*WHAT YOU NEED TO DO:* In the records below, locate the line containing "pub fn key(&self, id: NodeId)"; output that line and every following line through the last, exactly.

━━ THE INPUT ━━

//! Trie nodes and the caller-owned storage they live in.

use std::ffi::{CStr, CString};
use std::rc::Rc;
use std::sync::Arc;

use crate::error::Error;
use crate::link::{Link, NodeId, Role, Side};

/// Access to the key bytes of a record, which the tree reads but never copies.
///
/// Once a record is resident in a tree, the bytes returned here must not change:
/// the trie's ordering depends on them and a mutation is not detected.
pub trait IndirectKey {
    fn key_bytes(&self) -> &[u8];
}

impl IndirectKey for [u8] {
    #[inline]
    fn key_bytes(&self) -> &[u8] {
        self
    }
}

impl<const N: usize> IndirectKey for [u8; N] {
    #[inline]
    fn key_bytes(&self) -> &[u8] {
        self
    }
}

impl IndirectKey for Vec<u8> {
    #[inline]
    fn key_bytes(&self) -> &[u8] {
        self
    }
}

impl IndirectKey for str {
    #[inline]
    fn key_bytes(&self) -> &[u8] {
        self.as_bytes()
    }
}

impl IndirectKey for String {
    #[inline]
    fn key_bytes(&self) -> &[u8] {
        self.as_bytes()
    }
}

impl IndirectKey for CStr {
    #[inline]
    fn key_bytes(&self) -> &[u8] {
        self.to_bytes_with_nul()
    }
}

impl IndirectKey for CString {
    #[inline]
    fn key_bytes(&self) -> &[u8] {
        self.as_bytes_with_nul()
    }
}

impl<K: IndirectKey + ?Sized> IndirectKey for &K {
    #[inline]
    fn key_bytes(&self) -> &[u8] {
        (**self).key_bytes()
    }
}

impl<K: IndirectKey + ?Sized> IndirectKey for Box<K> {
    #[inline]
    fn key_bytes(&self) -> &[u8] {
        (**self).key_bytes()
    }
}

impl<K: IndirectKey + ?Sized> IndirectKey for Rc<K> {
    #[inline]
    fn key_bytes(&self) -> &[u8] {
        (**self).key_bytes()
    }
}

impl<K: IndirectKey + ?Sized> IndirectKey for Arc<K> {
    #[inline]
    fn key_bytes(&self) -> &[u8] {
        (**self).key_bytes()
    }
}

/// The link part of a record.
///
/// A resident node is always reachable as a leaf through `leaf_p`. Once it
/// also serves as a branch, `node_p` says where that branch is attached and
/// `bit`/`branches` describe the decision it makes.
#[derive(Clone, Copy, Debug)]
pub(crate) struct Node {
    /// Discriminating bit, or a negative level inside a duplicate subtree.
    pub(crate) bit: i32,
    pub(crate) branches: [Link<Role>; 2],
    pub(crate) node_p: Link<Side>,
    pub(crate) leaf_p: Link<Side>,
}

impl Node {
    pub(crate) const DETACHED: Node = Node {
        bit: 0,
        branches: [Link::NULL; 2],
        node_p: Link::NULL,
        leaf_p: Link::NULL,
    };

    #[inline]
    pub(crate) fn child(&self, side: Side) -> Link<Role> {
        self.branches[side.idx()]
    }

    #[inline]
    pub(crate) fn set_child(&mut self, side: Side, link: Link<Role>) {
        self.branches[side.idx()] = link;
    }

    #[inline]
    pub(crate) fn is_dup(&self) -> bool {
        self.bit < 0
    }
}

/// Dense storage for caller records and their trie links.
///
/// The arena belongs to the caller: the caller allocates records here and the
/// trees built over it only rewire links. Slots are never moved or freed while
/// the arena lives, so a [`NodeId`] stays valid.
///
/// Links and records are kept in parallel vectors so that key bytes can be
/// borrowed while links are rewritten.
#[derive(Clone, Debug)]
pub struct Arena<T> {
    pub(crate) nodes: Vec<Node>,
    pub(crate) items: Vec<T>,
}

impl<T> Arena<T> {
    pub fn new() -> Self {
        Self {
            nodes: Vec::new(),
            items: Vec::new(),
        }
    }

    pub fn with_capacity(capacity: usize) -> Self {
        Self {
            nodes: Vec::with_capacity(capacity),
            items: Vec::with_capacity(capacity),
        }
    }

    /// Store a record and return its id. The node starts detached from any tree.
    ///
    /// # Panics
    /// Panics if the arena already holds the maximum number of nodes.
    pub fn alloc(&mut self, item: T) -> NodeId {
        match self.try_alloc(item) {
            Ok(id) => id,
            Err(err) => panic!("{err}"),
        }
    }

    pub fn try_alloc(&mut self, item: T) -> Result<NodeId, Error> {
        let idx = self.nodes.len();
        if idx > NodeId::MAX as usize {
            return Err(Error::ArenaFull {
                capacity: NodeId::MAX as usize + 1,
            });
        }
        self.nodes.push(Node::DETACHED);
        self.items.push(item);
        Ok(NodeId(idx as u32))
    }

    #[inline]
    pub fn len(&self) -> usize {
        self.items.len()
    }

    #[inline]
    pub fn is_empty(&self) -> bool {
        self.items.is_empty()
    }

    #[inline]
    pub fn get(&self, id: NodeId) -> &T {
        &self.items[id.index()]
    }

    /// Mutable access to a record. Changing the key of a resident record
    /// corrupts the ordering of the tree holding it.
    #[inline]
    pub fn get_mut(&mut self, id: NodeId) -> &mut T {
        &mut self.items[id.index()]
    }

    /// Whether the node is currently linked into some tree.
    #[inline]
    pub fn is_resident(&self, id: NodeId) -> bool {
        !self.nodes[id.index()].leaf_p.is_null()
    }

    /// Ids of all allocated slots, in allocation order.
    pub fn ids(&self) -> impl ExactSizeIterator<Item = NodeId> + '_ {
        (0..self.nodes.len() as u32).map(NodeId)
    }

    #[cfg(test)]
    pub(crate) fn node(&self, id: NodeId) -> &Node {
        &self.nodes[id.index()]
    }
}

impl<T: IndirectKey> Arena<T> {
    /// Key bytes of a record.
    #[inline]
    pub fn key(&self, id: NodeId) -> &[u8] {
        self.items[id.index()].key_bytes()
    }
}

impl<T> Default for Arena<T> {
    fn default() -> Self {
        Self::new()
    }
}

━━━

*ANSWER:*
    pub fn key(&self, id: NodeId) -> &[u8] {
        self.items[id.index()].key_bytes()
    }
}

impl<T> Default for Arena<T> {
    fn default() -> Self {
        Self::new()
    }
}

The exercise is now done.